Estate of Miller v. Commissioner

1978 T.C. Memo. 374, 37 T.C.M. 1547, 1978 Tax Ct. Memo LEXIS 141
CourtUnited States Tax Court
DecidedSeptember 19, 1978
DocketDocket No. 6845-76.
StatusUnpublished
Cited by1 cases

This text of 1978 T.C. Memo. 374 (Estate of Miller v. Commissioner) is published on Counsel Stack Legal Research, covering United States Tax Court primary law. Counsel Stack provides free access to over 12 million legal documents including statutes, case law, regulations, and constitutions.

Bluebook
Estate of Miller v. Commissioner, 1978 T.C. Memo. 374, 37 T.C.M. 1547, 1978 Tax Ct. Memo LEXIS 141 (tax 1978).

Opinion

ESTATE OF MYRON M. MILLER, DECEASED, HILDA E. MILLER, EXECUTRIX, Petitioner v. COMMISSIONER OF INTERNAL REVENUE, Respondent
Estate of Miller v. Commissioner
Docket No. 6845-76.
United States Tax Court
T.C. Memo 1978-374; 1978 Tax Ct. Memo LEXIS 141; 37 T.C.M. (CCH) 1547; T.C.M. (RIA) 78374;
September 19, 1978, Filed

*141 Decedent received amounts from a corporation of which he was principal shareholder. He repaid certain of these amounts. In 1962 he received the last of these amounts and the corporation computed a balance. That balance still was unpaid when decedent died, in 1970, and the corporation failed to file a claim against petitioner in the probate court proceedings. Held, the receipts constituted loans, and not dividends, to decedent. Held,further, the indebtedness arising from the loans was discharged, giving rise to income to petitioner under section 61(a)(12).

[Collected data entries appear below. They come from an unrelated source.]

use std::time::Duration;

use base64::engine::general_purpose::STANDARD;
use base64::Engine;
use serde::{Deserialize, Serialize};

use crate::config::Credentials;
use crate::error::AuthError;
use crate::oauth::redirect::AuthorizationCode;

/// Token endpoint response. Fields are only checked for presence; values of
/// unexpected JSON types are kept as-is rather than rejected.
#[derive(Debug, Clone, Default, PartialEq, Eq, Serialize, Deserialize)]
pub struct TokenResponse {
    #[serde(default)]
    pub access_token: Option<serde_json::Value>,
    #[serde(default)]
    pub refresh_token: Option<serde_json::Value>,
    #[serde(default)]
    pub expires_in: Option<serde_json::Value>,
    #[serde(default)]
    pub refresh_token_expires_in: Option<serde_json::Value>,
    #[serde(default)]
    pub token_type: Option<serde_json::Value>,
}

impl TokenResponse {
    /// Both tokens, if the response carried non-empty strings for each.
    pub fn token_pair(&self) -> Option<(&str, &str)> {
        let access = non_empty_str(self.access_token.as_ref())?;
        let refresh = non_empty_str(self.refresh_token.as_ref())?;
        Some((access, refresh))
    }
}

fn non_empty_str(value: Option<&serde_json::Value>) -> Option<&str> {
    value?.as_str().filter(|t| !t.is_empty())
}

/// Parsed response plus the raw JSON it came from.
#[derive(Debug, Clone)]
pub struct TokenExchange {
    pub response: TokenResponse,
    pub raw: serde_json::Value,
}

/// `Authorization` header value for HTTP Basic auth with the app credentials.
pub fn basic_authorization(credentials: &Credentials) -> String {
    format!("Basic {}", STANDARD.encode(credentials.basic_pair()))
}

/// Exchange an authorization code for an access/refresh token pair.
pub async fn exchange_code(
    token_endpoint: &str,
    credentials: &Credentials,
    code: &AuthorizationCode,
    timeout: Option<Duration>,
) -> Result<TokenExchange, AuthError> {
    let network_err = |source: reqwest::Error| AuthError::Network {
        endpoint: token_endpoint.to_string(),
        source,
    };

    let mut builder = reqwest::Client::builder();
    if let Some(t) = timeout {
        builder = builder.timeout(t);
    }
    let client = builder.build().map_err(network_err)?;

    tracing::debug!("POST {token_endpoint} (timeout: {timeout:?})");
    let resp = client
        .post(token_endpoint)
        .header(reqwest::header::AUTHORIZATION, basic_authorization(credentials))
        .form(&[
            ("grant_type", "authorization_code"),
            ("code", code.as_str()),
            ("redirect_uri", credentials.redirect_uri.as_str()),
        ])
        .send()
        .await
        .map_err(network_err)?;

    let status = resp.status();
    let body = resp.text().await.map_err(network_err)?;
    tracing::debug!("Token endpoint answered {status} ({} bytes)", body.len());

    if status.is_client_error() || status.is_server_error() {
        return Err(AuthError::HttpStatus {
            status: status.as_u16(),
            body,
        });
    }

    parse_token_body(&body)
}

fn parse_token_body(body: &str) -> Result<TokenExchange, AuthError> {
    let unexpected = |detail: String| AuthError::UnexpectedResponse {
        detail,
        body: body.to_string(),
    };

    let raw: serde_json::Value =
        serde_json::from_str(body).map_err(|e| unexpected(format!("invalid JSON: {e}")))?;
    if !raw.is_object() {
        return Err(unexpected("expected a JSON object".to_string()));
    }
    let response: TokenResponse = serde_json::from_value(raw.clone())
        .map_err(|e| unexpected(format!("unexpected field type: {e}")))?;

    Ok(TokenExchange { response, raw })
}
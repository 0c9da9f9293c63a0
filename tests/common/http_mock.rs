use wiremock::matchers::{body_string_contains, header, method, path};
use wiremock::{Mock, MockServer, ResponseTemplate, Times};

pub const TOKEN_PATH: &str = "/identity/v1/oauth2/token";

/// Start a mock token endpoint that only answers a well-formed
/// authorization-code grant for the test credentials.
#[allow(dead_code)]
pub async fn start_token_server(
    response: ResponseTemplate,
    expected_calls: impl Into<Times>,
) -> MockServer {
    let server = MockServer::start().await;

    Mock::given(method("POST"))
        .and(path(TOKEN_PATH))
        .and(header("authorization", super::BASIC_AUTH))
        .and(header("content-type", "application/x-www-form-urlencoded"))
        .and(body_string_contains("grant_type=authorization_code"))
        .and(body_string_contains("redirect_uri=Test_RuName"))
        .respond_with(response)
        .expect(expected_calls)
        .mount(&server)
        .await;

    server
}

/// Successful token response in eBay's shape.
#[allow(dead_code)]
pub fn token_body(access: &str, refresh: &str) -> serde_json::Value {
    serde_json::json!({
        "access_token": access,
        "expires_in": 7200,
        "refresh_token": refresh,
        "refresh_token_expires_in": 47304000,
        "token_type": "User Access Token"
    })
}

pub fn token_endpoint(server: &MockServer) -> String {
    format!("{}{}", server.uri(), TOKEN_PATH)
}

William B. Webber, for the petitioner.
Buckley D. Sowards, for the respondent.

CHABOT

MEMORANDUM OPINION

CHABOT, Judge: * Respondent determined a deficiency in Federal income tax and an addition to the tax under section 6651 (a) 1 against the Estate of Myron M. Miller, deceased, for its first taxable year, ended December 31, 1970, in the amounts of $ 11,667.73 and $ 2,916.93, respectively. *142

The only issue presented for our consideration is whether petitioner recognized income from the discharge of indebtedness when a corporation of which decedent was principal shareholder failed to assert as a claim against petitioner the balance of certain amounts received by decedent from the corporation. 2

*143 The case was submitted on the pleadings and a stipulation of facts; the stipulation and the stipulated exhibits are incorporated herein by this reference.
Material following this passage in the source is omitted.